Il me raconta ensuite comment les chirurgiens d’Undercity lui avaient greffés un nouveau bras, exhibant la cicatrice de son combat avec fierté. Quelques temps passèrent ainsi, avant que je commence à m’inquiéter de l’absence d’Arlan et un peu aussi de l’état d’ébriété à présent fort avancé de Kuntz. Il ne fallut pas beaucoup plus longtemps avant que le tête de ce dernier ne s’écrase d’un coup sur la table dans un fracas de verre brisé. Je conclus à son ronflement que le guerrier avait après tout une limite quand à la quantité d’alcool qu’il pouvait absorber, chose dont je commençais à douter. J’en profitais pour aller m’enquérir de ce qu’était devenu Arlan.

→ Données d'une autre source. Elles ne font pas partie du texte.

use std::fmt;
use std::str::FromStr;

/// A byte-range reference into an opaque blob, written
/// `<blobId>,<start>,<end>` with `end` exclusive.
///
/// Opaque blob ids never contain a comma, so the presence of one is what
/// distinguishes a range reference from a plain id.
#[derive(Debug, Clone, PartialEq, Eq)]
pub struct RangeRef {
    pub blob_id: String,
    pub start: u64,
    pub end: u64,
}

impl RangeRef {
    pub fn new(blob_id: impl Into<String>, start: u64, end: u64) -> Self {
        Self {
            blob_id: blob_id.into(),
            start,
            end,
        }
    }

    pub fn len(&self) -> u64 {
        self.end.saturating_sub(self.start)
    }

    pub fn is_empty(&self) -> bool {
        self.len() == 0
    }

    /// True when `id` is a range reference rather than an opaque blob id.
    pub fn is_range_id(id: &str) -> bool {
        id.contains(',')
    }
}

impl fmt::Display for RangeRef {
    fn fmt(&self, f: &mut fmt::Formatter<'_>) -> fmt::Result {
        write!(f, "{},{},{}", self.blob_id, self.start, self.end)
    }
}

impl FromStr for RangeRef {
    type Err = &'static str;

    fn from_str(s: &str) -> Result<Self, Self::Err> {
        let mut fields = s.split(',');
        let blob_id = fields.next().filter(|v| !v.is_empty()).ok_or("empty blob id")?;
        let start = fields
            .next()
            .and_then(|v| v.parse::<u64>().ok())
            .ok_or("bad start offset")?;
        let end = fields
            .next()
            .and_then(|v| v.parse::<u64>().ok())
            .ok_or("bad end offset")?;
        if fields.next().is_some() {
            return Err("trailing fields");
        }
        if end < start {
            return Err("end before start");
        }
        Ok(RangeRef::new(blob_id, start, end))
    }
}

La nuit était tombée depuis peu sur les Clairières de Tirisfall, recouvrant les environs d’une épaisse brume, à l’œil impénétrable. J’allais de garde en garde, demandant si on n’avait pas aperçu mon Maître, mais personne ne semblait l’avoir vu. Ce ne fut que le dernier des Nécrogardes qui put m’apporter une réponse, tout sauf satisfaisante. Il me dit qu’Arlan était passé le voir, et lui avait donné pour instructions de me remettre un sac, quelques pièces d’or et un morceau de papier où n’était inscrit qu’un seul mot : « Vis ! »

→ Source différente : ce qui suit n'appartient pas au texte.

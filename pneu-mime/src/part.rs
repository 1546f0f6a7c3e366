use chrono::{DateTime, Utc};
use serde::{Deserialize, Serialize};

/// One mailbox of a JMAP address list. An absent display name serializes
/// as the empty string, per the address forms this engine emits.
#[derive(Debug, Clone, Default, PartialEq, Eq, Serialize, Deserialize)]
pub struct EmailAddress {
    pub name: String,
    pub email: String,
}

/// One node of the MIME tree. Leaves carry the blob holding their
/// decoded payload (or a range reference into the raw message when no
/// transfer decoding was needed); composites carry a range reference
/// spanning their children and no `partId`.
#[derive(Debug, Clone, Default, PartialEq, Eq, Serialize, Deserialize)]
pub struct BodyPart {
    #[serde(rename = "partId")]
    pub part_id: Option<String>,
    #[serde(rename = "type")]
    pub content_type: String,
    pub size: u64,
    #[serde(skip_serializing_if = "String::is_empty", default)]
    pub charset: String,
    #[serde(skip_serializing_if = "String::is_empty", default)]
    pub disposition: String,
    #[serde(skip_serializing_if = "String::is_empty", default)]
    pub name: String,
    #[serde(rename = "blobId")]
    pub blob_id: String,
    #[serde(skip_serializing_if = "Option::is_none", default)]
    pub cid: Option<String>,
    #[serde(skip_serializing_if = "Vec::is_empty", default)]
    pub language: Vec<String>,
    #[serde(skip_serializing_if = "Option::is_none", default)]
    pub location: Option<String>,
    #[serde(rename = "subParts", skip_serializing_if = "Vec::is_empty", default)]
    pub sub_parts: Vec<BodyPart>,
}

impl BodyPart {
    pub fn is_multipart(&self) -> bool {
        self.content_type.starts_with("multipart/")
    }

    /// Depth-first search for a part by part id.
    pub fn find(&self, part_id: &str) -> Option<&BodyPart> {
        if self.part_id.as_deref() == Some(part_id) {
            return Some(self);
        }
        self.sub_parts.iter().find_map(|p| p.find(part_id))
    }

    /// Every leaf of the subtree, in depth-first declaration order.
    pub fn leaves(&self) -> Vec<&BodyPart> {
        let mut out = Vec::new();
        self.collect_leaves(&mut out);
        out
    }

    fn collect_leaves<'a>(&'a self, out: &mut Vec<&'a BodyPart>) {
        if self.is_multipart() {
            for p in &self.sub_parts {
                p.collect_leaves(out);
            }
        } else {
            out.push(self);
        }
    }
}

/// Everything the streaming parser derives from one raw message.
#[derive(Debug, Clone, Default, PartialEq)]
pub struct ParsedEmail {
    /// Octets of the raw message blob.
    pub size: u64,
    /// Octets from the start of the blob through the blank line that
    /// terminates the top-level header block, CRLF included.
    pub header_size: u64,

    pub subject: Option<String>,
    pub from: Vec<EmailAddress>,
    pub sender: Vec<EmailAddress>,
    pub to: Vec<EmailAddress>,
    pub cc: Vec<EmailAddress>,
    pub bcc: Vec<EmailAddress>,
    pub reply_to: Vec<EmailAddress>,

    /// Bare message ids, angle brackets stripped.
    pub message_id: Vec<String>,
    pub in_reply_to: Vec<String>,
    pub references: Vec<String>,

    pub sent_at: Option<DateTime<Utc>>,

    pub body_structure: BodyPart,
    pub text_body: Vec<String>,
    pub html_body: Vec<String>,
    pub attachments: Vec<String>,
    pub has_attachment: bool,
    pub preview: String,

    /// Blob ids of every decoded leaf payload uploaded while parsing;
    /// the compensation set if the enclosing import fails.
    pub uploaded_part_blobs: Vec<String>,
}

Je ne revis plus jamais mon Maître.
Je revins vers l’auberge au bord des larmes, le sentiment d’être abandonnée me tordant les tripes. Kuntz avait été allongé sur un banc de l’auberge, ronflant tout son soul. L’aubergiste, une femme fort sagace, remarqua mon état d’abattement et me servit une liqueur légère, « cadeau de la maison », me dit-elle. Elle revint un peu plus tard à ma table pour me dire ceci :
« Vous étiez observés…vous et votre compagnon, le guerrier. Peut-être ne connaissez vous pas encore ce sortilège, mais un œil de Killrog est resté là une bonne heure. »

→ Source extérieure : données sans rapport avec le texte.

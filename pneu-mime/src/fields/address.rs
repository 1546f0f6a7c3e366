use crate::headers::unfolded_str;
use crate::rfc2047::decode_encoded_words;

/// One mailbox of an address list. Either part may be missing on
/// malformed input; callers decide how to surface that.
#[derive(Debug, Clone, PartialEq, Eq)]
pub struct Mailbox {
    pub name: Option<String>,
    pub address: Option<String>,
}

/// An RFC 5322 group (`Team: a@e.com, b@e.com;`).
#[derive(Debug, Clone, PartialEq, Eq)]
pub struct MailboxGroup {
    pub name: Option<String>,
    pub mailboxes: Vec<Mailbox>,
}

#[derive(Debug, Clone, PartialEq, Eq)]
pub enum AddressItem {
    Single(Mailbox),
    Group(MailboxGroup),
}

impl AddressItem {
    /// Mailboxes of this item, groups flattened.
    pub fn mailboxes(&self) -> &[Mailbox] {
        match self {
            AddressItem::Single(mb) => std::slice::from_ref(mb),
            AddressItem::Group(g) => &g.mailboxes,
        }
    }
}

/// Flatten an address list into bare mailboxes, groups expanded.
pub fn flatten(items: &[AddressItem]) -> Vec<Mailbox> {
    items
        .iter()
        .flat_map(|item| item.mailboxes().iter().cloned())
        .collect()
}

#[derive(Debug, PartialEq)]
enum Tok {
    Word(String),
    Quoted(String),
    Comment(String),
    Angle(String),
    Comma,
    Colon,
    Semicolon,
}

fn tokenize(text: &str) -> Vec<Tok> {
    let mut toks = Vec::new();
    let mut chars = text.chars().peekable();
    let mut word = String::new();

    macro_rules! flush_word {
        () => {
            if !word.is_empty() {
                toks.push(Tok::Word(std::mem::take(&mut word)));
            }
        };
    }

    while let Some(ch) = chars.next() {
        match ch {
            '"' => {
                flush_word!();
                let mut quoted = String::new();
                while let Some(c) = chars.next() {
                    match c {
                        '\\' => {
                            if let Some(escaped) = chars.next() {
                                quoted.push(escaped);
                            }
                        }
                        '"' => break,
                        _ => quoted.push(c),
                    }
                }
                toks.push(Tok::Quoted(quoted));
            }
            '(' => {
                flush_word!();
                let mut comment = String::new();
                let mut depth = 1u32;
                while let Some(c) = chars.next() {
                    match c {
                        '\\' => {
                            if let Some(escaped) = chars.next() {
                                comment.push(escaped);
                            }
                        }
                        '(' => {
                            depth += 1;
                            comment.push(c);
                        }
                        ')' => {
                            depth -= 1;
                            if depth == 0 {
                                break;
                            }
                            comment.push(c);
                        }
                        _ => comment.push(c),
                    }
                }
                toks.push(Tok::Comment(comment.trim().to_string()));
            }
            '<' => {
                flush_word!();
                let mut inner = String::new();
                for c in chars.by_ref() {
                    if c == '>' {
                        break;
                    }
                    if !c.is_whitespace() {
                        inner.push(c);
                    }
                }
                // Obsolete route prefix (`<@relay:user@host>`).
                let addr = match inner.rfind(':') {
                    Some(pos) => inner[pos + 1..].to_string(),
                    None => inner,
                };
                toks.push(Tok::Angle(addr));
            }
            ',' => {
                flush_word!();
                toks.push(Tok::Comma);
            }
            ':' => {
                flush_word!();
                toks.push(Tok::Colon);
            }
            ';' => {
                flush_word!();
                toks.push(Tok::Semicolon);
            }
            c if c.is_whitespace() => flush_word!(),
            c => word.push(c),
        }
    }
    flush_word!();
    toks
}

#[derive(Default)]
struct Assembler {
    words: Vec<String>,
    angle: Option<String>,
    comment: Option<String>,
    group: Option<MailboxGroup>,
    items: Vec<AddressItem>,
}

impl Assembler {
    fn display_name(words: &[String]) -> Option<String> {
        if words.is_empty() {
            return None;
        }
        Some(decode_encoded_words(&words.join(" ")).trim().to_string())
            .filter(|name| !name.is_empty())
    }

    fn flush_mailbox(&mut self) {
        let mut words = std::mem::take(&mut self.words);
        let address = self.angle.take().or_else(|| {
            // No angle form: the last word that looks like an address
            // plays that role, anything else stays display text.
            words
                .iter()
                .rposition(|w| w.contains('@'))
                .map(|pos| words.remove(pos))
        });
        let name = Self::display_name(&words).or_else(|| self.comment.take());
        self.comment = None;

        if address.is_none() && name.is_none() {
            return;
        }
        let mailbox = Mailbox { name, address };
        match &mut self.group {
            Some(group) => group.mailboxes.push(mailbox),
            None => self.items.push(AddressItem::Single(mailbox)),
        }
    }

    fn open_group(&mut self) {
        // A colon inside a group is noise; the outer group wins.
        if self.group.is_some() {
            return;
        }
        let name = Self::display_name(&std::mem::take(&mut self.words));
        self.comment = None;
        self.group = Some(MailboxGroup {
            name,
            mailboxes: Vec::new(),
        });
    }

    fn close_group(&mut self) {
        self.flush_mailbox();
        if let Some(group) = self.group.take() {
            self.items.push(AddressItem::Group(group));
        }
    }

    fn finish(mut self) -> Vec<AddressItem> {
        self.flush_mailbox();
        if let Some(group) = self.group.take() {
            self.items.push(AddressItem::Group(group));
        }
        self.items
    }
}

/// Parse an RFC 5322 address list, preserving group structure. Empty or
/// unusable input yields an empty list.
pub fn parse_address_list(value: &[u8]) -> Vec<AddressItem> {
    let text = unfolded_str(value);
    let mut asm = Assembler::default();
    for tok in tokenize(&text) {
        match tok {
            Tok::Word(w) => asm.words.push(w),
            Tok::Quoted(q) => asm.words.push(q),
            Tok::Comment(c) => {
                if !c.is_empty() {
                    asm.comment = Some(c);
                }
            }
            Tok::Angle(a) => asm.angle = Some(a),
            Tok::Comma => asm.flush_mailbox(),
            Tok::Colon => asm.open_group(),
            Tok::Semicolon => asm.close_group(),
        }
    }
    asm.finish()
}

#[cfg(test)]
mod tests {
    use super::*;

    fn single(name: Option<&str>, address: Option<&str>) -> AddressItem {
        AddressItem::Single(Mailbox {
            name: name.map(str::to_string),
            address: address.map(str::to_string),
        })
    }

    #[test]
    fn bare_and_named_addresses() {
        assert_eq!(
            parse_address_list(b"a@e.com"),
            vec![single(None, Some("a@e.com"))]
        );
        assert_eq!(
            parse_address_list(b"Jane Doe <jane@e.com>, bob@e.com"),
            vec![
                single(Some("Jane Doe"), Some("jane@e.com")),
                single(None, Some("bob@e.com")),
            ]
        );
    }

    #[test]
    fn quoted_names_and_comments() {
        assert_eq!(
            parse_address_list(b"\"Doe, Jane\" <jane@e.com>"),
            vec![single(Some("Doe, Jane"), Some("jane@e.com"))]
        );
        assert_eq!(
            parse_address_list(b"jane@e.com (Jane)"),
            vec![single(Some("Jane"), Some("jane@e.com"))]
        );
    }

    #[test]
    fn encoded_word_names() {
        assert_eq!(
            parse_address_list(b"=?utf-8?Q?Ren=C3=A9?= <rene@e.com>"),
            vec![single(Some("René"), Some("rene@e.com"))]
        );
    }

    #[test]
    fn groups() {
        let items = parse_address_list(b"Team: a@e.com, Bob <b@e.com>;, c@e.com");
        assert_eq!(items.len(), 2);
        match &items[0] {
            AddressItem::Group(g) => {
                assert_eq!(g.name.as_deref(), Some("Team"));
                assert_eq!(g.mailboxes.len(), 2);
                assert_eq!(g.mailboxes[1].name.as_deref(), Some("Bob"));
            }
            other => panic!("expected group, got {:?}", other),
        }
        assert_eq!(items[1], single(None, Some("c@e.com")));
    }

    #[test]
    fn folded_list_and_empty_input() {
        assert_eq!(
            parse_address_list(b"a@e.com,\r\n b@e.com"),
            vec![single(None, Some("a@e.com")), single(None, Some("b@e.com"))]
        );
        assert!(parse_address_list(b"").is_empty());
        assert!(parse_address_list(b"   ").is_empty());
    }

    #[test]
    fn route_address() {
        assert_eq!(
            parse_address_list(b"<@relay.example:user@e.com>"),
            vec![single(None, Some("user@e.com"))]
        );
    }

    #[test]
    fn flatten_expands_groups() {
        let items = parse_address_list(b"Team: a@e.com, b@e.com;, c@e.com");
        let flat = flatten(&items);
        assert_eq!(flat.len(), 3);
        assert_eq!(flat[2].address.as_deref(), Some("c@e.com"));
    }
}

Et pointant du menton en direction de Kuntz :
« C’est un bon gars. Un peu brusque peut-être, mais bon. IL ne vous a pas laissée dans de sales draps. Allez de l’avant à présent ! »
Elle me tapota l’épaule en me souriant, puis s’en fut à sa besogne.
Je ne pus quant à moi trouver le sommeil cette nuit, ressassant sans cesse cet unique mot, « Vis ! », mesurant tout le poids de celui-ci.
Le matin suivant, nous partîmes, moi et un Kuntz titubant et grognant dans les douleurs crâniennes propres à une ingestion prohibitives d’alcools, en direction d’Undercity. Il ne me restait plus après tout qu’à rencontrer la personne que j’étais censée y voir la veille.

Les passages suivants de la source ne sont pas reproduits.